Also called: The Village Charlatan (The Operation for Stone in the Head)
According the Museum:
The State Hermitage has two paintings by the famous Flemish painter Adriaen Brouwer. This early work, created in the 1620s, seems at first sight to be another typical Netherlandish depiction of a man being treated by a fairground quack medicine man. In reality, though, the subject is more complex. The iconography of the painting derives from works by sixteenth-century Netherlandish artists on the theme of "extracting the stone of stupidity". While Bosch and Breughel depicted a semblance of a real operation in their works on the subject, Brouwer's is more of a fiction.
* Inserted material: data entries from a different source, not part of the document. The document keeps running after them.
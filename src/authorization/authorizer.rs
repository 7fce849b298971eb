//! Single and batch authorization over an [`AuthorizationRequest`].

use serde::Serialize;
use tracing::{debug, info, trace};

use super::{
    AuthorizationRequest, DidSigner, Transaction, TransactionAuthorization, UnknownMethodPolicy,
};
use crate::error::{Error, Result};
use crate::identity::{KiltDidInfo, VerificationRelationship};
use crate::{CoreConfig, DEFAULT_START_NONCE};

/// Resolves relationships and signs transactions for one policy
#[derive(Debug, Clone, PartialEq, Eq)]
pub struct Authorizer {
    policy: UnknownMethodPolicy,
    default_nonce: u64,
    verbose: bool,
}

impl Default for Authorizer {
    fn default() -> Self {
        Self::new(UnknownMethodPolicy::default())
    }
}

impl Authorizer {
    /// Create an authorizer with `policy` for unknown namespaces
    pub fn new(policy: UnknownMethodPolicy) -> Self {
        Self {
            policy,
            default_nonce: DEFAULT_START_NONCE,
            verbose: false,
        }
    }

    /// Create an authorizer from the core configuration
    pub fn from_config(config: &CoreConfig) -> Self {
        Self {
            policy: config.unknown_method_policy,
            default_nonce: config.default_start_nonce,
            verbose: config.verbose_logging,
        }
    }

    /// Nonce used when callers pass none
    pub fn with_default_nonce(mut self, nonce: u64) -> Self {
        self.default_nonce = nonce;
        self
    }

    /// Log every batch item at trace level
    pub fn with_verbose_logging(mut self, verbose: bool) -> Self {
        self.verbose = verbose;
        self
    }

    /// Policy for namespaces outside the relationship table
    pub fn policy(&self) -> UnknownMethodPolicy {
        self.policy
    }

    /// Nonce used when callers pass none
    pub fn default_nonce(&self) -> u64 {
        self.default_nonce
    }

    /// Relationship the DID key must hold to sign `transaction`
    pub fn resolve_relationship<T: Transaction + ?Sized>(
        &self,
        transaction: &T,
    ) -> Result<VerificationRelationship> {
        self.policy.resolve(transaction.namespace())
    }

    /// Authorize a single transaction
    ///
    /// ## Errors
    ///
    /// - [`Error::UnresolvedRelationship`] under [`UnknownMethodPolicy::Reject`]
    /// - [`Error::WrongRelationship`] if `did` holds another relationship
    /// - [`Error::SignerMismatch`] if `signer` is not the key behind `did`
    pub fn authorize<T, S>(
        &self,
        did: &KiltDidInfo,
        transaction: &T,
        nonce: Option<u64>,
        submitter: &str,
        signer: &S,
    ) -> Result<TransactionAuthorization<T>>
    where
        T: Transaction + Clone,
        S: DidSigner + ?Sized,
    {
        let nonce = nonce.unwrap_or(self.default_nonce);
        let mut request = AuthorizationRequest::new(transaction);
        let relationship = request.resolve(self.policy)?;
        request.assign_nonce(nonce)?;
        request.sign(did, submitter, signer)?;
        let authorization = request.finish(did)?;

        debug!(
            namespace = transaction.namespace(),
            relationship = %relationship,
            nonce = nonce,
            "Authorized transaction"
        );
        Ok(authorization)
    }

    /// Authorize transactions in order with consecutive nonces
    ///
    /// The `i`-th transaction gets `start_nonce + i` (default start from
    /// the configuration). The first failure stops the batch; authorizations
    /// computed before it are returned in the [`BatchError`].
    pub fn authorize_batch<T, S>(
        &self,
        did: &KiltDidInfo,
        transactions: &[T],
        start_nonce: Option<u64>,
        submitter: &str,
        signer: &S,
    ) -> std::result::Result<BatchAuthorization<T>, BatchError<T>>
    where
        T: Transaction + Clone,
        S: DidSigner + ?Sized,
    {
        if transactions.is_empty() {
            return Err(BatchError {
                completed: Vec::new(),
                failed_at: 0,
                error: Error::EmptyBatch,
            });
        }

        let start = start_nonce.unwrap_or(self.default_nonce);
        info!(
            did = %did.did(),
            count = transactions.len(),
            start_nonce = start,
            "Authorizing batch"
        );

        let mut completed = Vec::with_capacity(transactions.len());
        let mut nonce = start;
        for (index, transaction) in transactions.iter().enumerate() {
            if index > 0 {
                nonce = match nonce.checked_add(1) {
                    Some(next) => next,
                    None => {
                        return Err(BatchError {
                            completed,
                            failed_at: index,
                            error: Error::NonceOverflow(nonce),
                        })
                    }
                };
            }

            if self.verbose {
                trace!(
                    index = index,
                    namespace = transaction.namespace(),
                    nonce = nonce,
                    "Batch item"
                );
            }

            match self.authorize(did, transaction, Some(nonce), submitter, signer) {
                Ok(authorization) => completed.push(authorization),
                Err(error) => {
                    return Err(BatchError {
                        completed,
                        failed_at: index,
                        error,
                    })
                }
            }
        }

        info!(did = %did.did(), count = completed.len(), "Batch authorized");
        Ok(BatchAuthorization { items: completed })
    }
}

// ============================================================================
// BATCH RESULTS
// ============================================================================

/// Authorizations of a batch in input order
#[derive(Debug, Clone, PartialEq, Eq, Serialize)]
#[serde(rename_all = "camelCase")]
pub struct BatchAuthorization<T> {
    items: Vec<TransactionAuthorization<T>>,
}

impl<T> BatchAuthorization<T> {
    /// Items in input order
    pub fn items(&self) -> &[TransactionAuthorization<T>] {
        &self.items
    }

    /// Take the items
    pub fn into_items(self) -> Vec<TransactionAuthorization<T>> {
        self.items
    }

    /// Number of items
    pub fn len(&self) -> usize {
        self.items.len()
    }

    /// Always false for a successful batch
    pub fn is_empty(&self) -> bool {
        self.items.is_empty()
    }

    /// Items grouped by relationship, keeping input order inside each group
    pub fn by_relationship(
        &self,
    ) -> Vec<(VerificationRelationship, Vec<&TransactionAuthorization<T>>)> {
        VerificationRelationship::ALL
            .iter()
            .filter_map(|relationship| {
                let group: Vec<_> = self
                    .items
                    .iter()
                    .filter(|item| item.signature.verification_relationship == *relationship)
                    .collect();
                (!group.is_empty()).then_some((*relationship, group))
            })
            .collect()
    }
}

/// A batch that stopped at `failed_at`
#[derive(Debug)]
pub struct BatchError<T> {
    /// Authorizations finished before the failure, in input order
    pub completed: Vec<TransactionAuthorization<T>>,
    /// Index of the failing transaction
    pub failed_at: usize,
    /// Why it failed
    pub error: Error,
}

impl<T> std::fmt::Display for BatchError<T> {
    fn fmt(&self, f: &mut std::fmt::Formatter<'_>) -> std::fmt::Result {
        write!(f, "Batch failed at item {}: {}", self.failed_at, self.error)
    }
}

impl<T: std::fmt::Debug> std::error::Error for BatchError<T> {
    fn source(&self) -> Option<&(dyn std::error::Error + 'static)> {
        Some(&self.error)
    }
}

impl<T> From<BatchError<T>> for Error {
    fn from(err: BatchError<T>) -> Self {
        err.error
    }
}

// ============================================================================
// TESTS
// ============================================================================

#[cfg(test)]
mod tests {
    use super::*;
    use crate::authorization::Extrinsic;
    use crate::crypto::{KeyDerivationService, KeyPairInfo};
    use crate::identity::derive_did_key;

    const DEV_PHRASE: &str =
        "bottom drive obey lake curtain smoke basket hold race lonely fit walk";
    const SUBMITTER: &str = "4siJtc4dYq2gPre8Xj6KJcSjVAdi1gmjctUzjf3AwrtNnhvy";

    fn did_key(relationship: VerificationRelationship) -> (KiltDidInfo, KeyPairInfo) {
        let service: KeyDerivationService = KeyDerivationService::default();
        let (info, key) = derive_did_key(&service, DEV_PHRASE, None, relationship).unwrap();
        (info, key.as_key_pair().unwrap().clone())
    }

    fn attestations(count: usize) -> Vec<Extrinsic> {
        (0..count)
            .map(|i| Extrinsic::new("attestation", "add", vec![i as u8]))
            .collect()
    }

    #[test]
    fn test_resolve_relationship() {
        let authorizer = Authorizer::default();
        let tx = Extrinsic::new("web3Names", "claim", vec![]);
        assert_eq!(
            authorizer.resolve_relationship(&tx).unwrap(),
            VerificationRelationship::Authentication
        );

        let unknown = Extrinsic::new("balances", "transfer", vec![]);
        assert_eq!(
            authorizer.resolve_relationship(&unknown).unwrap(),
            VerificationRelationship::Authentication
        );
        assert!(Authorizer::new(UnknownMethodPolicy::Reject)
            .resolve_relationship(&unknown)
            .is_err());
    }

    #[test]
    fn test_authorize_single() {
        let (did, key) = did_key(VerificationRelationship::Authentication);
        let tx = Extrinsic::new("did", "update", vec![9]);

        let authorization = Authorizer::default()
            .authorize(&did, &tx, None, SUBMITTER, &key)
            .unwrap();
        assert_eq!(authorization.nonce(), DEFAULT_START_NONCE);
        assert_eq!(authorization.transaction, tx);
        assert_eq!(authorization.signature.submitter, SUBMITTER);
        assert!(authorization.verify().is_ok());
    }

    #[test]
    fn test_tampered_authorization_fails_verify() {
        let (did, key) = did_key(VerificationRelationship::Authentication);
        let tx = Extrinsic::new("didLookup", "associateAccount", vec![1]);
        let mut authorization = Authorizer::default()
            .authorize(&did, &tx, Some(3), SUBMITTER, &key)
            .unwrap();

        authorization.signature.nonce = 4;
        assert!(matches!(authorization.verify(), Err(Error::VerificationFailed)));
    }

    #[test]
    fn test_authorize_wrong_relationship() {
        let (did, key) = did_key(VerificationRelationship::Authentication);
        let tx = Extrinsic::new("attestation", "add", vec![]);

        let result = Authorizer::default().authorize(&did, &tx, None, SUBMITTER, &key);
        assert!(matches!(
            result,
            Err(Error::WrongRelationship {
                expected: VerificationRelationship::AssertionMethod,
                actual: VerificationRelationship::Authentication,
            })
        ));
    }

    #[test]
    fn test_authorize_signer_mismatch() {
        let (did, _) = did_key(VerificationRelationship::AssertionMethod);
        let (_, other_key) = did_key(VerificationRelationship::Authentication);
        let tx = Extrinsic::new("attestation", "add", vec![]);

        let result = Authorizer::default().authorize(&did, &tx, None, SUBMITTER, &other_key);
        assert!(matches!(result, Err(Error::SignerMismatch(_))));
    }

    #[test]
    fn test_batch_nonces_increase() {
        let (did, key) = did_key(VerificationRelationship::AssertionMethod);
        let txs = attestations(4);

        let batch = Authorizer::default()
            .authorize_batch(&did, &txs, Some(10), SUBMITTER, &key)
            .unwrap();
        let nonces: Vec<u64> = batch.items().iter().map(|a| a.nonce()).collect();
        assert_eq!(nonces, vec![10, 11, 12, 13]);
        assert!(batch.items().iter().all(|a| a.verify().is_ok()));

        let groups = batch.by_relationship();
        assert_eq!(groups.len(), 1);
        assert_eq!(groups[0].0, VerificationRelationship::AssertionMethod);
        assert_eq!(groups[0].1.len(), 4);
    }

    #[test]
    fn test_batch_default_start_nonce() {
        let (did, key) = did_key(VerificationRelationship::AssertionMethod);
        let config = CoreConfig {
            default_start_nonce: 7,
            ..CoreConfig::default()
        };

        let batch = Authorizer::from_config(&config)
            .authorize_batch(&did, &attestations(2), None, SUBMITTER, &key)
            .unwrap();
        assert_eq!(batch.items()[0].nonce(), 7);
        assert_eq!(batch.items()[1].nonce(), 8);

        let batch = Authorizer::default()
            .authorize_batch(&did, &attestations(1), None, SUBMITTER, &key)
            .unwrap();
        assert_eq!(batch.items()[0].nonce(), 1);
    }

    #[test]
    fn test_empty_batch() {
        let (did, key) = did_key(VerificationRelationship::AssertionMethod);
        let txs: Vec<Extrinsic> = Vec::new();

        let err = Authorizer::default()
            .authorize_batch(&did, &txs, None, SUBMITTER, &key)
            .unwrap_err();
        assert!(matches!(err.error, Error::EmptyBatch));
        assert!(err.completed.is_empty());
    }

    #[test]
    fn test_batch_keeps_partial_results() {
        let (did, key) = did_key(VerificationRelationship::AssertionMethod);
        let mut txs = attestations(2);
        txs.push(Extrinsic::new("balances", "transfer", vec![]));
        txs.extend(attestations(1));

        let err = Authorizer::new(UnknownMethodPolicy::Reject)
            .authorize_batch(&did, &txs, Some(1), SUBMITTER, &key)
            .unwrap_err();
        assert_eq!(err.failed_at, 2);
        assert!(matches!(err.error, Error::UnresolvedRelationship(_)));
        assert_eq!(err.completed.len(), 2);
        assert_eq!(err.completed[1].nonce(), 2);
        assert!(err.completed.iter().all(|a| a.verify().is_ok()));
    }

    #[test]
    fn test_batch_nonce_overflow() {
        let (did, key) = did_key(VerificationRelationship::AssertionMethod);

        let err = Authorizer::default()
            .authorize_batch(&did, &attestations(2), Some(u64::MAX), SUBMITTER, &key)
            .unwrap_err();
        assert_eq!(err.failed_at, 1);
        assert!(matches!(err.error, Error::NonceOverflow(n) if n == u64::MAX));
        assert_eq!(err.completed.len(), 1);
    }

    #[test]
    fn test_batch_error_converts() {
        let (did, key) = did_key(VerificationRelationship::AssertionMethod);
        let txs: Vec<Extrinsic> = Vec::new();
        let result: Result<BatchAuthorization<Extrinsic>> = Authorizer::default()
            .authorize_batch(&did, &txs, None, SUBMITTER, &key)
            .map_err(Error::from);
        assert!(matches!(result, Err(Error::EmptyBatch)));
    }
}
The "doctor" has only cut the "patient's" eyebrow, while at the same time bringing out the blood-stained stone concealed in his fingers to show to the onlookers. In the Hermitage painting, two such shiny stones, supposedly extracted by the charlatan from the heads of patients, lie on the ground close to his feet. Two men have already been operated on and are shown behind the quack. One, with a bandaged forehead, is sitting on the ground; the other is standing with his back to us, his arms raised asking for a drink. A man leaning out of the window of the tavern is pouring wine over him. A third patient is being firmly held by an old woman as the charlatan operates on him. Brouwer created his own distinctive work on the theme of "extracting the stone of stupidity", conveying a quite specific message: human stupidity cannot be cured by surgery.